• [Data supplied]:
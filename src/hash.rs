//! JA3 / JA4 digests of a [`HelloTemplate`], used to label dialers in logs
//! and to check profiles against published client fingerprints.

use crate::builder::ExtensionChunk;
use crate::HelloTemplate;
use rustls::internal::msgs::handshake::ClientExtension;
#[cfg(feature = "ja4")]
use rustls::ProtocolVersion;
#[cfg(feature = "ja4")]
use sha2::Digest;
#[cfg(feature = "ja4")]
use std::fmt::Write;

#[cfg(feature = "ja4")]
const TLS_GREASE_VALUES_INT: [u16; 16] = [
    0x0a0a, 0x1a1a, 0x2a2a, 0x3a3a, 0x4a4a, 0x5a5a, 0x6a6a, 0x7a7a, 0x8a8a, 0x9a9a, 0xaaaa, 0xbaba,
    0xcaca, 0xdada, 0xeaea, 0xfafa,
];

fn dash_join<I, T>(items: I) -> String
where
    I: IntoIterator<Item = T>,
    T: ToString,
{
    items
        .into_iter()
        .map(|v| v.to_string())
        .collect::<Vec<_>>()
        .join("-")
}

#[cfg(feature = "ja4")]
fn truncated_sha256(hasher: sha2::Sha256) -> String {
    hasher.finalize()[..6]
        .iter()
        .fold(String::new(), |mut output, b| {
            let _ = write!(&mut output, "{:02x}", b);
            output
        })
}

impl HelloTemplate {
    #[cfg(feature = "ja3")]
    pub fn ja3_full(&self) -> String {
        let groups = self
            .extensions
            .iter()
            .find_map(|e| match e {
                ExtensionChunk::Extension(ClientExtension::NamedGroups(g)) => Some(g),
                ExtensionChunk::GreasedNameGroups(g) => Some(g),
                _ => None,
            })
            .map(|g| dash_join(g.iter().map(|s| u16::from(*s))))
            .unwrap_or_default();
        let point_formats = self
            .extensions
            .iter()
            .find_map(|e| match e {
                ExtensionChunk::Extension(ClientExtension::EcPointFormats(f)) => Some(f),
                _ => None,
            })
            .map(|f| dash_join(f.iter().map(|p| u8::from(*p))))
            .unwrap_or_default();
        format!(
            "{},{},{},{},{}",
            771,
            dash_join(self.cipher_suites.iter().map(|c| u16::from(*c))),
            dash_join(self.extension_types()),
            groups,
            point_formats,
        )
    }

    #[cfg(feature = "ja3")]
    pub fn ja3_hash(&self) -> String {
        format!("{:x}", md5::compute(self.ja3_full().as_bytes()))
    }

    #[cfg(feature = "ja4")]
    pub fn ja4_hash(&self) -> String {
        let tls_version = self
            .extensions
            .iter()
            .find_map(|e| match e {
                ExtensionChunk::GreasedTLSVersion(v) => Some(v),
                ExtensionChunk::Extension(ClientExtension::SupportedVersions(v)) => Some(v),
                _ => None,
            })
            .and_then(|v| v.first())
            .map(|v| match *v {
                ProtocolVersion::TLSv1_3 => "13",
                _ => "12",
            })
            .unwrap_or("12");
        let has_domain = self.extensions.iter().any(|e| {
            matches!(e, ExtensionChunk::Sni)
                || matches!(e, ExtensionChunk::Extension(ClientExtension::ServerName(_)))
        });
        let mut ciphers = self
            .cipher_suites
            .iter()
            .map(|c| u16::from(*c))
            .filter(|c| !TLS_GREASE_VALUES_INT.contains(c))
            .map(|c| format!("{:04x}", c))
            .collect::<Vec<String>>();
        // SNI and ALPN are counted but excluded from the hashed list
        let ext_types = self.extension_types();
        let ext_count = ext_types.len();
        let mut extensions = ext_types
            .into_iter()
            .filter(|s| *s != 0 && *s != 0x10)
            .map(|s| format!("{:04x}", s))
            .collect::<Vec<_>>();
        let signature = self
            .extensions
            .iter()
            .find_map(|e| match e {
                ExtensionChunk::Extension(ClientExtension::SignatureAlgorithms(s)) => Some(
                    s.iter()
                        .map(|s| format!("{:04x}", u16::from(*s)))
                        .collect::<Vec<String>>(),
                ),
                _ => None,
            })
            .unwrap_or_default();
        ciphers.sort_unstable();
        extensions.sort_unstable();
        let part_b = truncated_sha256(sha2::Sha256::new_with_prefix(ciphers.join(",")));
        let part_c = {
            let mut hasher = sha2::Sha256::new_with_prefix(extensions.join(","));
            hasher.update(b"_");
            hasher.update(signature.join(","));
            truncated_sha256(hasher)
        };
        let alpn = self
            .fallback_alpn()
            .and_then(|p| p.first())
            .map(|n| match AsRef::<[u8]>::as_ref(n) {
                b"h2" => "h2",
                b"http/1.1" => "h1",
                _ => "00",
            })
            .unwrap_or("00");
        format!(
            "t{}{}{}{}{}_{}_{}",
            tls_version,
            if has_domain { "d" } else { "i" },
            ciphers.len(),
            ext_count,
            alpn,
            part_b,
            part_c
        )
    }
}

#[cfg(test)]
mod test {
    use crate::builder::HelloTemplateBuilder;
    use crate::extensions::application_settings;
    use rustls::client::client_hello::CompressCertificateOptions;
    use rustls::internal::msgs::handshake::ProtocolName;
    use rustls::{ProtocolVersion, SignatureScheme};

    #[test]
    fn test_chrome102_digests() {
        let ja3_full = "771,4865-4866-4867-49195-49199-49196-49200-52393-52392-49171-49172-156-157-47-53,0-23-65281-10-11-35-16-5-13-18-51-45-43-27-17513-21,29-23-24,0";
        let mut builder = HelloTemplateBuilder::default();
        builder
            .with_grease(true)
            .with_signature_algorithms(vec![
                SignatureScheme::ECDSA_NISTP256_SHA256,
                SignatureScheme::RSA_PSS_SHA256,
                SignatureScheme::RSA_PKCS1_SHA256,
                SignatureScheme::ECDSA_NISTP384_SHA384,
                SignatureScheme::RSA_PSS_SHA384,
                SignatureScheme::RSA_PKCS1_SHA384,
                SignatureScheme::RSA_PSS_SHA512,
                SignatureScheme::RSA_PKCS1_SHA512,
            ])
            .with_tls_versions(vec![ProtocolVersion::TLSv1_3, ProtocolVersion::TLSv1_2])
            .with_alpn(vec![ProtocolName::from(b"http/1.1".to_vec())])
            .with_compress_certificate(CompressCertificateOptions::Brotli)
            .with_unknown_extension(application_settings(&[b"h2"]));
        let template = builder.build_from_ja3(ja3_full).unwrap();
        #[cfg(feature = "ja3")]
        {
            assert_eq!(template.ja3_full(), ja3_full);
            assert_eq!(template.ja3_hash(), "cd08e31494f9531f560d64c695473da9");
        }
        #[cfg(feature = "ja4")]
        assert_eq!(template.ja4_hash(), "t13d1516h1_8daaf6152771_e5627efa2ab1");
    }
}
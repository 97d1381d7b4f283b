use rustls::internal::msgs::enums::ExtensionType;
use rustls::internal::msgs::enums::HpkeAead::AES_128_GCM;
use rustls::internal::msgs::enums::HpkeKdf::HKDF_SHA256;
use rustls::internal::msgs::handshake::ClientExtension;

/// Application settings (ALPS), not IANA assigned.
pub const APPLICATION_SETTINGS: u16 = 17513;
/// Encrypted client hello, draft code point.
pub const ENCRYPTED_CLIENT_HELLO: u16 = 65037;

/// GREASE ECH as sent by Chrome: an outer ClientHello with a random config id,
/// encapsulated key and payload.
pub fn grease_ech() -> ClientExtension {
    let mut payload = Vec::with_capacity(200);
    // outer client hello
    payload.push(0);
    payload.extend_from_slice(&u16::from(HKDF_SHA256).to_be_bytes());
    payload.extend_from_slice(&u16::from(AES_128_GCM).to_be_bytes());
    // config id
    payload.push(rand::random());
    payload.extend_from_slice(&32u16.to_be_bytes());
    payload.extend((0..32).map(|_| rand::random::<u8>()));
    payload.extend_from_slice(&144u16.to_be_bytes());
    payload.extend((0..144).map(|_| rand::random::<u8>()));
    ClientExtension::unknown(ExtensionType::Unknown(ENCRYPTED_CLIENT_HELLO), payload)
}

/// ALPS body: a u16-length-prefixed list of u8-length-prefixed protocol names.
pub fn application_settings(protocols: &[&[u8]]) -> ClientExtension {
    let list_len: usize = protocols.iter().map(|p| p.len() + 1).sum();
    let mut payload = Vec::with_capacity(list_len + 2);
    payload.extend_from_slice(&(list_len as u16).to_be_bytes());
    for proto in protocols {
        payload.push(proto.len() as u8);
        payload.extend_from_slice(proto);
    }
    ClientExtension::unknown(ExtensionType::Unknown(APPLICATION_SETTINGS), payload)
}

#[cfg(test)]
mod test {
    use super::*;

    #[test]
    fn test_extension_codes() {
        assert_eq!(
            application_settings(&[b"h2"]).get_ext_type(),
            ExtensionType::Unknown(APPLICATION_SETTINGS)
        );
        assert_eq!(
            grease_ech().get_ext_type(),
            ExtensionType::Unknown(ENCRYPTED_CLIENT_HELLO)
        );
    }
}
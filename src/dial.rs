use crate::address::Address;
use crate::context::DialContext;
use crate::error::DialError;
use crate::handshake::HandshakeEngine;
use crate::profile::FingerprintProfile;
use crate::state::MimicStream;
use crate::transport::{self, Network};
use async_trait::async_trait;
use rustls::RootCertStore;
use std::sync::Arc;
use tokio::net::TcpStream;
use tracing::{debug, info, warn};

/// The "open a secure connection" step of an HTTP client.
///
/// An implementation is installed once when the client is built and is then
/// asked for every TLS connection the client opens.
#[async_trait]
pub trait DialTls: Send + Sync {
    type Conn: Send;

    async fn dial_tls(
        &self,
        ctx: &DialContext,
        network: &str,
        addr: &str,
    ) -> Result<Self::Conn, DialError>;
}

/// Dials TCP and completes a TLS handshake that imitates one client profile.
///
/// Everything a dialer holds is immutable after [`MimicDialerBuilder::build`];
/// share it behind an `Arc` and dial from as many tasks as needed.
#[derive(Debug)]
pub struct MimicDialer {
    profile: FingerprintProfile,
    engine: HandshakeEngine,
    nodelay: bool,
}

impl MimicDialer {
    pub fn builder() -> MimicDialerBuilder {
        MimicDialerBuilder::default()
    }

    pub fn profile(&self) -> FingerprintProfile {
        self.profile
    }

    /// ALPN list offered on every connection.
    pub fn alpn(&self) -> &[Vec<u8>] {
        self.engine.alpn()
    }

    pub fn engine(&self) -> &HandshakeEngine {
        &self.engine
    }

    pub async fn dial(
        &self,
        ctx: &DialContext,
        network: &str,
        addr: &str,
    ) -> Result<MimicStream<TcpStream>, DialError> {
        let network: Network = network.parse()?;
        let address = Address::parse(addr);
        let server_name = address.server_name()?;

        debug!(%network, addr, profile = %self.profile, "dialing");
        let tcp = ctx
            .run(transport::connect(network, addr))
            .await?
            .map_err(|e| {
                warn!(%network, addr, error = %e, "transport connect failed");
                DialError::Transport(e)
            })?;
        if self.nodelay {
            tcp.set_nodelay(true).map_err(DialError::Transport)?;
        }
        self.engine.handshake(ctx, tcp, server_name).await
    }
}

#[async_trait]
impl DialTls for MimicDialer {
    type Conn = MimicStream<TcpStream>;

    async fn dial_tls(
        &self,
        ctx: &DialContext,
        network: &str,
        addr: &str,
    ) -> Result<Self::Conn, DialError> {
        self.dial(ctx, network, addr).await
    }
}

#[derive(Debug)]
pub struct MimicDialerBuilder {
    pub profile: FingerprintProfile,
    pub alpn: Vec<Vec<u8>>,
    pub roots: Option<RootCertStore>,
    pub nodelay: bool,
}

impl Default for MimicDialerBuilder {
    fn default() -> Self {
        Self {
            profile: FingerprintProfile::default(),
            alpn: Vec::new(),
            roots: None,
            nodelay: true,
        }
    }
}

impl MimicDialerBuilder {
    pub fn with_profile(&mut self, profile: FingerprintProfile) -> &mut Self {
        self.profile = profile;
        self
    }

    /// ALPN preferences of the owning HTTP client. Captured here once; an
    /// empty list means the profile's own default.
    pub fn with_alpn<I, P>(&mut self, alpn: I) -> &mut Self
    where
        I: IntoIterator<Item = P>,
        P: Into<Vec<u8>>,
    {
        self.alpn = alpn.into_iter().map(Into::into).collect();
        self
    }

    /// Trust anchors for server certificates; defaults to the Mozilla set
    /// shipped in `webpki-roots`.
    pub fn with_root_store(&mut self, roots: RootCertStore) -> &mut Self {
        self.roots = Some(roots);
        self
    }

    pub fn with_nodelay(&mut self, nodelay: bool) -> &mut Self {
        self.nodelay = nodelay;
        self
    }

    pub fn build(&self) -> Result<MimicDialer, DialError> {
        let alpn = if self.alpn.is_empty() {
            self.profile.default_alpn()
        } else {
            self.alpn.clone()
        };
        let template = self.profile.template(&alpn)?;
        let roots = self.roots.clone().unwrap_or_else(|| {
            let mut root_store = RootCertStore::empty();
            root_store.extend(webpki_roots::TLS_SERVER_ROOTS.iter().cloned());
            root_store
        });

        #[cfg(feature = "ja3")]
        let ja3 = Some(template.ja3_hash());
        #[cfg(not(feature = "ja3"))]
        let ja3: Option<String> = None;
        #[cfg(feature = "ja4")]
        let ja4 = Some(template.ja4_hash());
        #[cfg(not(feature = "ja4"))]
        let ja4: Option<String> = None;
        info!(
            profile = %self.profile,
            ja3 = ja3.as_deref(),
            ja4 = ja4.as_deref(),
            "fingerprint profile loaded"
        );

        let engine = HandshakeEngine::new(Arc::new(template), Arc::new(roots), alpn)?;
        Ok(MimicDialer {
            profile: self.profile,
            engine,
            nodelay: self.nodelay,
        })
    }
}
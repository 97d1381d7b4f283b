use crate::error::DialError;
use std::fmt::{Display, Formatter};
use std::io;
use std::net::SocketAddr;
use std::str::FromStr;
use tokio::net::TcpStream;
use tracing::debug;

#[derive(Debug, Clone, Copy, PartialEq, Eq)]
pub enum Network {
    Tcp,
    Tcp4,
    Tcp6,
}

impl Network {
    fn admits(self, addr: &SocketAddr) -> bool {
        match self {
            Network::Tcp => true,
            Network::Tcp4 => addr.is_ipv4(),
            Network::Tcp6 => addr.is_ipv6(),
        }
    }
}

impl FromStr for Network {
    type Err = DialError;

    fn from_str(s: &str) -> Result<Self, Self::Err> {
        match s {
            "tcp" => Ok(Network::Tcp),
            "tcp4" => Ok(Network::Tcp4),
            "tcp6" => Ok(Network::Tcp6),
            other => Err(DialError::UnsupportedNetwork(other.to_owned())),
        }
    }
}

impl Display for Network {
    fn fmt(&self, f: &mut Formatter<'_>) -> std::fmt::Result {
        f.write_str(match self {
            Network::Tcp => "tcp",
            Network::Tcp4 => "tcp4",
            Network::Tcp6 => "tcp6",
        })
    }
}

/// Opens a plain TCP stream to `addr` (`host:port`).
///
/// The resolved addresses of the requested family are tried in resolver
/// order and the first that accepts wins; this is a single dial, not a retry
/// loop, and the error of the last address is returned when none accepts.
pub async fn connect(network: Network, addr: &str) -> io::Result<TcpStream> {
    let mut last_err = None;
    for target in tokio::net::lookup_host(addr).await? {
        if !network.admits(&target) {
            continue;
        }
        match TcpStream::connect(target).await {
            Ok(stream) => {
                debug!(%network, %target, "tcp connected");
                return Ok(stream);
            }
            Err(e) => {
                debug!(%network, %target, error = %e, "tcp connect failed");
                last_err = Some(e);
            }
        }
    }
    Err(last_err.unwrap_or_else(|| {
        io::Error::new(
            io::ErrorKind::AddrNotAvailable,
            format!("no {} address found for {}", network, addr),
        )
    }))
}

#[cfg(test)]
mod test {
    use super::*;
    use tokio::net::TcpListener;

    #[test]
    fn test_parse_network() {
        assert_eq!("tcp".parse::<Network>().unwrap(), Network::Tcp);
        assert_eq!("tcp4".parse::<Network>().unwrap(), Network::Tcp4);
        assert_eq!("tcp6".parse::<Network>().unwrap(), Network::Tcp6);
        assert!(matches!(
            "udp".parse::<Network>(),
            Err(DialError::UnsupportedNetwork(n)) if n == "udp"
        ));
    }

    #[tokio::test]
    async fn test_connect_local() {
        let listener = TcpListener::bind("127.0.0.1:0").await.unwrap();
        let addr = listener.local_addr().unwrap().to_string();
        let stream = connect(Network::Tcp4, &addr).await.unwrap();
        assert_eq!(stream.peer_addr().unwrap().to_string(), addr);
    }

    #[tokio::test]
    async fn test_family_filter() {
        let listener = TcpListener::bind("127.0.0.1:0").await.unwrap();
        let addr = listener.local_addr().unwrap().to_string();
        let err = connect(Network::Tcp6, &addr).await.unwrap_err();
        assert_eq!(err.kind(), io::ErrorKind::AddrNotAvailable);
    }

    #[tokio::test]
    async fn test_missing_port() {
        assert!(connect(Network::Tcp, "localhost").await.is_err());
    }
}
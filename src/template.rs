use rustls::client::client_hello::ClientHelloOverride;
use rustls::internal::msgs::handshake::{ClientExtension, KeyShareEntry, ProtocolName};
use rustls::{CipherSuite, NamedGroup, ProtocolVersion};
use std::fmt::Debug;

use crate::builder::{ExtensionChunk, HelloTemplateBuilder};

/// A compiled ClientHello shape.
///
/// Cipher suites are emitted verbatim. Extensions are emitted in chunk order;
/// chunks whose value is only known during the handshake (SNI, key share,
/// ALPN) are lifted out of the extensions rustls generated for the
/// connection, so the wire layout follows the template while the values stay
/// consistent with what rustls expects back from the server.
pub struct HelloTemplate {
    pub(crate) cipher_suites: Vec<CipherSuite>,
    pub(crate) extensions: Vec<ExtensionChunk>,
}

impl HelloTemplate {
    pub fn builder() -> HelloTemplateBuilder {
        HelloTemplateBuilder::default()
    }

    pub fn cipher_suites(&self) -> &[CipherSuite] {
        &self.cipher_suites
    }

    /// Extension type codes in emission order, GREASE slots excluded.
    pub fn extension_types(&self) -> Vec<u16> {
        self.extensions
            .iter()
            .filter_map(ExtensionChunk::ext_type)
            .map(u16::from)
            .collect()
    }

    /// ALPN list the template falls back to when rustls offers none.
    pub fn fallback_alpn(&self) -> Option<&[ProtocolName]> {
        self.extensions.iter().find_map(|e| match e {
            ExtensionChunk::Alpn(p) => Some(p.as_slice()),
            _ => None,
        })
    }

    fn lift<F>(generated: &[ClientExtension], pred: F) -> Option<ClientExtension>
    where
        F: Fn(&ClientExtension) -> bool,
    {
        generated.iter().find(|&ext| pred(ext)).cloned()
    }

    fn render(&self, chunk: &ExtensionChunk, generated: &[ClientExtension]) -> Option<ClientExtension> {
        match chunk {
            ExtensionChunk::Grease => Some(ClientExtension::grease()),
            ExtensionChunk::Sni => {
                Self::lift(generated, |ext| matches!(ext, ClientExtension::ServerName(_)))
            }
            ExtensionChunk::KeyShare => {
                Self::lift(generated, |ext| matches!(ext, ClientExtension::KeyShare(_)))
            }
            ExtensionChunk::GreasedKeyShare => {
                match Self::lift(generated, |ext| matches!(ext, ClientExtension::KeyShare(_)))? {
                    ClientExtension::KeyShare(shares) => {
                        let mut entries = Vec::with_capacity(shares.len() + 1);
                        entries.push(KeyShareEntry::new(NamedGroup::grease(), &[0u8][..]));
                        entries.extend(shares);
                        Some(ClientExtension::KeyShare(entries))
                    }
                    _ => None,
                }
            }
            ExtensionChunk::Alpn(fallback) => {
                Self::lift(generated, |ext| matches!(ext, ClientExtension::Protocols(_)))
                    .or_else(|| Some(ClientExtension::Protocols(fallback.clone())))
            }
            ExtensionChunk::Extension(ext) => Some(ext.clone()),
            ExtensionChunk::GreasedNameGroups(v) => {
                let mut groups = Vec::with_capacity(v.len() + 1);
                groups.push(NamedGroup::grease());
                groups.extend(v.iter().cloned());
                Some(ClientExtension::NamedGroups(groups))
            }
            ExtensionChunk::GreasedTLSVersion(v) => {
                let mut versions = Vec::with_capacity(v.len() + 1);
                versions.push(ProtocolVersion::grease());
                versions.extend(v.iter().cloned());
                Some(ClientExtension::SupportedVersions(versions))
            }
        }
    }
}

impl Debug for HelloTemplate {
    fn fmt(&self, f: &mut std::fmt::Formatter<'_>) -> std::fmt::Result {
        f.debug_struct("HelloTemplate")
            .field("cipher_suites", &self.cipher_suites.len())
            .field("extensions", &self.extension_types())
            .finish()
    }
}

impl ClientHelloOverride for HelloTemplate {
    fn override_cipher_suites(&self, _cipher_suites: Vec<CipherSuite>) -> Vec<CipherSuite> {
        self.cipher_suites.clone()
    }

    fn override_extensions(&self, extensions: Vec<ClientExtension>) -> Vec<ClientExtension> {
        // slots that rustls did not generate (no SNI for IP targets) are dropped
        self.extensions
            .iter()
            .filter_map(|chunk| self.render(chunk, &extensions))
            .collect()
    }
}

#[cfg(test)]
mod test {
    use super::*;
    use crate::FingerprintProfile;
    use rustls::internal::msgs::codec::Codec;

    fn types(exts: &[ClientExtension]) -> Vec<u16> {
        exts.iter().map(|e| u16::from(e.get_ext_type())).collect()
    }

    fn is_grease(v: u16) -> bool {
        v & 0x0f0f == 0x0a0a && v >> 8 == v & 0xff
    }

    #[test]
    fn test_missing_slots_are_dropped() {
        let template = FingerprintProfile::Android11OkHttp.template(&[]).unwrap();
        let rendered = template.override_extensions(Vec::new());
        let mut expected = template.extension_types();
        expected.retain(|t| *t != 0 && *t != 51);
        // ALPN falls back to the template's own list
        assert!(expected.contains(&16));
        assert_eq!(types(&rendered), expected);
    }

    #[test]
    fn test_render_is_stable_across_connections() {
        let template = FingerprintProfile::Chrome102.template(&[]).unwrap();
        let codes = || {
            let mut codes = types(&template.override_extensions(Vec::new()));
            codes.retain(|c| !is_grease(*c));
            codes
        };
        let first = codes();
        let mut expected = template.extension_types();
        expected.retain(|t| *t != 0 && *t != 51);
        assert_eq!(first, expected);
        for _ in 0..16 {
            assert_eq!(codes(), first);
        }
        assert_eq!(
            template.override_cipher_suites(Vec::new()),
            template.cipher_suites().to_vec()
        );
    }

    #[test]
    fn test_greased_key_share_leads_with_grease_entry() {
        let generated = vec![ClientExtension::KeyShare(vec![KeyShareEntry::new(
            NamedGroup::X25519,
            &[7u8; 32][..],
        )])];
        let chrome = FingerprintProfile::Chrome120.template(&[]).unwrap();
        let share = chrome
            .override_extensions(generated.clone())
            .into_iter()
            .find(|e| matches!(e, ClientExtension::KeyShare(_)))
            .unwrap();
        // type, length, list length, then entries
        let bytes = share.get_encoding();
        let grease = u16::from_be_bytes([bytes[6], bytes[7]]);
        assert!(is_grease(grease));
        assert_eq!(&bytes[8..11], &[0, 1, 0]);
        assert_eq!(u16::from_be_bytes([bytes[11], bytes[12]]), 0x001d);
        assert_eq!(bytes.len(), 6 + 5 + 4 + 32);

        let okhttp = FingerprintProfile::Android11OkHttp.template(&[]).unwrap();
        let share = okhttp
            .override_extensions(generated)
            .into_iter()
            .find(|e| matches!(e, ClientExtension::KeyShare(_)))
            .unwrap();
        let bytes = share.get_encoding();
        assert_eq!(u16::from_be_bytes([bytes[6], bytes[7]]), 0x001d);
    }
}
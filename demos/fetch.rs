//! Fetches a fingerprint echo service through a mimicked handshake and prints
//! what the server saw.
//!
//! cargo run --example fetch -- [profile] [host]
//!
//! With the default Android 11 OkHttp profile the reported JA3 hash is
//! cafe522b1f077145bca328ed52621259.

use std::time::Duration;

use mimic_dial::{ConnectionStateProvider, DialContext, DialTls, FingerprintProfile, MimicDialer};
use tokio::io::{stdout, AsyncReadExt, AsyncWriteExt};
use tracing_subscriber::EnvFilter;

#[tokio::main]
async fn main() -> Result<(), Box<dyn std::error::Error>> {
    tracing_subscriber::fmt()
        .with_env_filter(EnvFilter::try_from_default_env().unwrap_or_else(|_| EnvFilter::new("info")))
        .init();

    let mut args = std::env::args().skip(1);
    let profile: FingerprintProfile = match args.next() {
        Some(name) => name.parse()?,
        None => FingerprintProfile::default(),
    };
    let host = args.next().unwrap_or_else(|| "tls.peet.ws".to_string());

    // http/1.1 only, since the request below is written by hand
    let dialer = MimicDialer::builder()
        .with_profile(profile)
        .with_alpn(["http/1.1"])
        .build()?;

    let ctx = DialContext::background().with_timeout(Duration::from_secs(10));
    let mut conn = dialer.dial_tls(&ctx, "tcp", &format!("{}:443", host)).await?;
    let state = conn.connection_state();
    eprintln!(
        "version: {:?}, ciphersuite: {:?}, alpn: {:?}",
        state.version,
        state.cipher_suite,
        state.negotiated_protocol.as_deref().map(String::from_utf8_lossy)
    );

    let request = format!(
        "GET /api/all HTTP/1.1\r\nHost: {}\r\nConnection: close\r\nAccept-Encoding: identity\r\n\r\n",
        host
    );
    conn.write_all(request.as_bytes()).await?;
    let mut plaintext = Vec::new();
    // servers often skip close_notify on Connection: close
    if let Err(e) = conn.read_to_end(&mut plaintext).await {
        if e.kind() != std::io::ErrorKind::UnexpectedEof {
            return Err(e.into());
        }
    }
    stdout().write_all(&plaintext).await?;
    Ok(())
}
//! Notification service contracts.

mod service;

pub use service::{
    MemoryNotificationService, NoopNotificationService, NotificationFuture, NotificationService,
};
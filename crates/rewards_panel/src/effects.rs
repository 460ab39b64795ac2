//! Execution of reducer-emitted effects against host services.

use panel_host::HostServices;

use crate::{
    persistence,
    reducer::{PanelAction, PanelEffect},
};

/// Executes one effect and returns the follow-up action it produced, if any.
///
/// Only tab fetches produce a follow-up ([`PanelAction::OnTabRetrieved`]); every other request's
/// result arrives later through the extension's own events. [`PanelEffect::SaveState`] is
/// written immediately here; debouncing is the caller's concern.
///
/// # Errors
///
/// Returns the host service's error message.
pub async fn execute_effect(
    services: &HostServices,
    effect: PanelEffect,
) -> Result<Option<PanelAction>, String> {
    match effect {
        PanelEffect::CreateWallet => services.rewards.create_wallet().await.map(|_| None),
        PanelEffect::GetWalletProperties => {
            services.rewards.get_wallet_properties().await.map(|_| None)
        }
        PanelEffect::GetCurrentReport => services.rewards.get_current_report().await.map(|_| None),
        PanelEffect::GetPublisherData { window_id, url } => services
            .rewards
            .get_publisher_data(window_id, &url)
            .await
            .map(|_| None),
        PanelEffect::FetchTabData { tab_id } => {
            let tab = services.tabs.fetch_tab(tab_id).await?;
            Ok(Some(PanelAction::OnTabRetrieved { tab }))
        }
        PanelEffect::DeleteNotification { id } => services
            .notifications
            .delete_notification(id)
            .await
            .map(|_| None),
        PanelEffect::SetBadgeText(text) => services.badge.set_badge_text(&text).map(|_| None),
        PanelEffect::SaveState(state) => {
            persistence::save_panel_state(services.store.as_ref(), &state)
                .await
                .map_err(|err| err.to_string())?;
            Ok(None)
        }
    }
}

• [Your task]:
Among the records, find the lines that contain "TcpStream" and copy each of them.

• [Reply to the task]:
use tokio::net::TcpStream;
    ) -> Result<MimicStream<TcpStream>, DialError> {
    type Conn = MimicStream<TcpStream>;
use tokio::net::TcpStream;
pub async fn connect(network: Network, addr: &str) -> io::Result<TcpStream> {
        match TcpStream::connect(target).await {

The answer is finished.